* TASK TO CARRY OUT:
Reproduce every record below, character by character.

(DATASET RECORDS)

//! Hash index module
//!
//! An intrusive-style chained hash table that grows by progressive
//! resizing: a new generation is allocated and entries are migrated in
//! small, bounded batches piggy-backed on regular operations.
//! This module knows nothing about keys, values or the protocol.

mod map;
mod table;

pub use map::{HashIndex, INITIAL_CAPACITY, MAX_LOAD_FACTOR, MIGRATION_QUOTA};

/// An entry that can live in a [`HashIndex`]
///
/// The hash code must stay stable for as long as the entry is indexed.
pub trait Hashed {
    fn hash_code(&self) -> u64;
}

(End DATASET RECORDS)

* SOLUTION:
//! Hash index module
//!
//! An intrusive-style chained hash table that grows by progressive
//! resizing: a new generation is allocated and entries are migrated in
//! small, bounded batches piggy-backed on regular operations.
//! This module knows nothing about keys, values or the protocol.

mod map;
mod table;

pub use map::{HashIndex, INITIAL_CAPACITY, MAX_LOAD_FACTOR, MIGRATION_QUOTA};

/// An entry that can live in a [`HashIndex`]
///
/// The hash code must stay stable for as long as the entry is indexed.
pub trait Hashed {
    fn hash_code(&self) -> u64;
}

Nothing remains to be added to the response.